Margrit Zöbeli (italianizzato in Margherita Zoebeli, versione che lei stessa preferì adottare durante la sua lunga attività in Italia) nasce a Zurigo nel 1912 in una famiglia del ceto medio progressista. Il padre, Ernst, era impegnato nel Partito socialista svizzero e attivo nel sindacato e nel mondo della cooperazione. I suoi studi non furono immediatamente orientati verso la pedagogia, alla quale arrivò tramite l’impegno politico nella Gioventù operaia socialista svizzera, nella quale si occupava del lavoro di comunità e dell’organizzazione dei campeggi, rivolti in particolare ai figli dei disoccupati. Proprio l’attività del campeggio, in quanto pratica di autogestione e di partecipazione, attualizzava alcuni dei principi del socialismo, soprattutto del socialismo «altro» rispetto a quello marxista, libertario e antidogmatico, che metteva l’accento sulla comunità, sull’autonomia dei singoli e dei gruppi, sulla fraternità, piuttosto che sullo Stato e sulla conquista del potere. Da qui è nata la convinzione di Zoebeli rispetto all’inscindibilità dei termini «individuo» e «società» e al fatto che la vita di comunità si fondasse sulle «attività che permettono l’apporto dell’iniziativa e della responsabilità individuale» (Zoebeli, La struttura della colonia, cit. in De Maria, 2015, p. 31).
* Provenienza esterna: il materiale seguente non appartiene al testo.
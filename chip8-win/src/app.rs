use std::{path::Path, time::Instant};

use chip8::{constants::DEFAULT_SAMPLE_RATE, prelude::*};
use glow::HasContext;
use log::info;
use winit::{
    event::{Event as EV, WindowEvent as WE},
    event_loop::EventLoopBuilder,
    platform::run_return::EventLoopExtRunReturn,
};

use crate::{
    actions::*, audio::AudioOutput, error::AppError, render::Render, window::WindowContext,
    EventLoop, InputMap,
};

/// Chip8 Application
pub struct Chip8App {
    window: WindowContext,
    render: Render,
    vm: Chip8Vm,
    input_map: InputMap,
    /// Segments produced by the sound timer, consumed by the audio device.
    queue: SegmentQueue,
    /// Interpreter keeps running without sound when there is no audio device.
    audio: Option<AudioOutput>,
}

impl Chip8App {
    pub fn new(event_loop: &EventLoop, input_map: InputMap, conf: Chip8Conf) -> Result<Self, AppError> {
        let window = WindowContext::new(event_loop, "chip8")?;

        // Create renderer
        let mut render = Render::new(window.gl.clone())?;
        log::info!("Created OpenGL renderer:\n{}", render.opengl_info());

        let size = window.inner_size();
        render.set_viewport(size.width, size.height);

        info!("vm config: {conf:?}");
        let vm = Chip8Vm::new(conf);

        let queue = SegmentQueue::default();
        let audio = match AudioOutput::new(queue.clone()) {
            Ok(audio) => Some(audio),
            Err(err) => {
                log::warn!("continuing without sound, {err}");
                None
            }
        };

        Ok(Self {
            window,
            render,
            vm,
            input_map,
            queue,
            audio,
        })
    }

    pub fn create_event_loop() -> EventLoop {
        EventLoopBuilder::new().build()
    }

    /// Load ROM file into VM
    pub fn load_rom(&mut self, filepath: impl AsRef<Path>) -> Result<(), AppError> {
        let filepath = filepath.as_ref();
        info!("load rom: {}", filepath.display());

        self.vm.load_rom(filepath)?;

        if let Some(name) = filepath.file_name() {
            self.window
                .window
                .set_title(&format!("chip8 - {}", name.to_string_lossy()));
        }

        Ok(())
    }

    fn sample_rate(&self) -> u32 {
        self.audio
            .as_ref()
            .map(AudioOutput::sample_rate)
            .unwrap_or(DEFAULT_SAMPLE_RATE)
    }

    /// Run one 60Hz frame of the interpreter.
    fn update(&mut self, clock: &FrameClock) -> Result<(), AppError> {
        // Merge input stream into VM, in the order it arrived.
        for (keycode, pressed) in self.input_map.drain_chip8() {
            self.vm.set_key(keycode, pressed);
        }

        let report = self.vm.run_frame(clock.elapsed())?;

        if report.ticked() {
            if self.audio.is_some() {
                self.queue.push_tick(self.sample_rate(), report.timers);
            }

            // Queue a RedrawRequested event.
            self.window.request_redraw();
        }

        Ok(())
    }
}

/// Event Loop.
impl Chip8App {
    pub fn run(&mut self, event_loop: &mut EventLoop) -> Result<(), AppError> {
        let main_window_id = self.window.window_id();
        // Interpreter time starts with the loop.
        let mut clock = FrameClock::new();
        let mut next_frame = Instant::now();
        let mut result = Ok(());

        event_loop.run_return(|event, _, control_flow| {
            match event {
                EV::MainEventsCleared => {
                    // Frame Update

                    if self.input_map.is_action_pressed(EXIT) {
                        log::info!("Exit");
                        control_flow.set_exit();
                        return;
                    }

                    if Instant::now() >= next_frame {
                        if let Err(err) = self.update(&clock) {
                            result = Err(err);
                            control_flow.set_exit();
                            return;
                        }

                        let s = self.vm.dump_keys().unwrap_or_default();
                        if !s.is_empty() {
                            log::trace!("{s}");
                        }

                        next_frame = clock.next_frame();
                    }

                    self.input_map.clear_state();
                    control_flow.set_wait_until(next_frame);
                }
                EV::RedrawRequested(window_id) if window_id == main_window_id => {
                    // Redraw the application.
                    if self.window.make_context_current().is_ok() {
                        self.render.draw_display(self.vm.display());

                        if let Err(err) = self.window.swap_buffers() {
                            log::error!("swap buffers: {err}");
                        }
                    }
                }
                EV::WindowEvent { window_id, event } if window_id == main_window_id => {
                    match event {
                        WE::Resized(size) => {
                            // Some platforms like EGL require resizing GL surface to update the size.
                            self.window.resize_surface(size);
                            self.render.set_viewport(size.width, size.height);
                            self.window.request_redraw();
                        }
                        WE::KeyboardInput { input, .. } => {
                            if let Some(virtual_keycode) = input.virtual_keycode {
                                self.input_map.push_key(virtual_keycode, input.state);
                            }
                        }
                        WE::Focused(false) => {
                            // Key releases are not delivered to an unfocused window.
                            self.vm.clear_keys();
                        }
                        WE::CloseRequested => {
                            control_flow.set_exit();
                        }
                        _ => { /* blank */ }
                    }
                }
                EV::LoopDestroyed => unsafe {
                    self.window.gl.finish();
                },
                _ => { /* blank */ }
            }
        });

        if self.queue.dropped_samples() > 0 {
            log::debug!("audio samples dropped: {}", self.queue.dropped_samples());
        }

        result
    }
}
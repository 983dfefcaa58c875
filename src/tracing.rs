//! 日志初始化模块
//!
//! 优先使用环境变量 `RUST_LOG`，未设置时退回调用方提供的默认级别。

use tracing_subscriber::{EnvFilter, fmt};

/// 初始化日志系统
///
/// 进程内只能调用一次；重复初始化会 panic，需要容错时使用
/// [`try_init_tracing`]。
pub fn init_tracing(default_level: &str) {
    fmt::Subscriber::builder()
        .with_env_filter(env_filter(default_level))
        .init();
}

/// 初始化日志系统，已初始化时静默返回
///
/// 适合测试等无法保证只初始化一次的场景。
pub fn try_init_tracing(default_level: &str) {
    let _ = fmt::Subscriber::builder()
        .with_env_filter(env_filter(default_level))
        .try_init();
}

fn env_filter(default_level: &str) -> EnvFilter {
    EnvFilter::try_from_default_env().unwrap_or_else(|_| EnvFilter::new(default_level))
}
Ci sono alcuni aspetti dell’impostazione pedagogica di Zoebeli che sono rimasti inalterati nel corso degli anni e che sono profondamente determinati dalla teoria socialista: «l’importanza dell’educazione per arrivare a una nuova società; l’impossibilità di disgiungere teoria e pratica, pensiero e azione; la coerenza tra fini e mezzi — la democrazia come fine e come mezzo, e dunque l’importanza dell’organizzazione democratica dell’ambiente educativo; la centralità dei valori della solidarietà e della cooperazione; il primato dato alla pedagogia della comunità; rispetto dell’altro e valorizzazione di ogni membro del gruppo, ruolo attivo verso gli altri, atteggiamento di fiducia; infine, l’amore per la natura e per l’ambiente» (Zoebeli, Appunti presi in vista dei corsi di formazione per educatori di comunità tenutisi nel 1991 e nel 1993, cit. in De Maria, 2015, pp. 31-32).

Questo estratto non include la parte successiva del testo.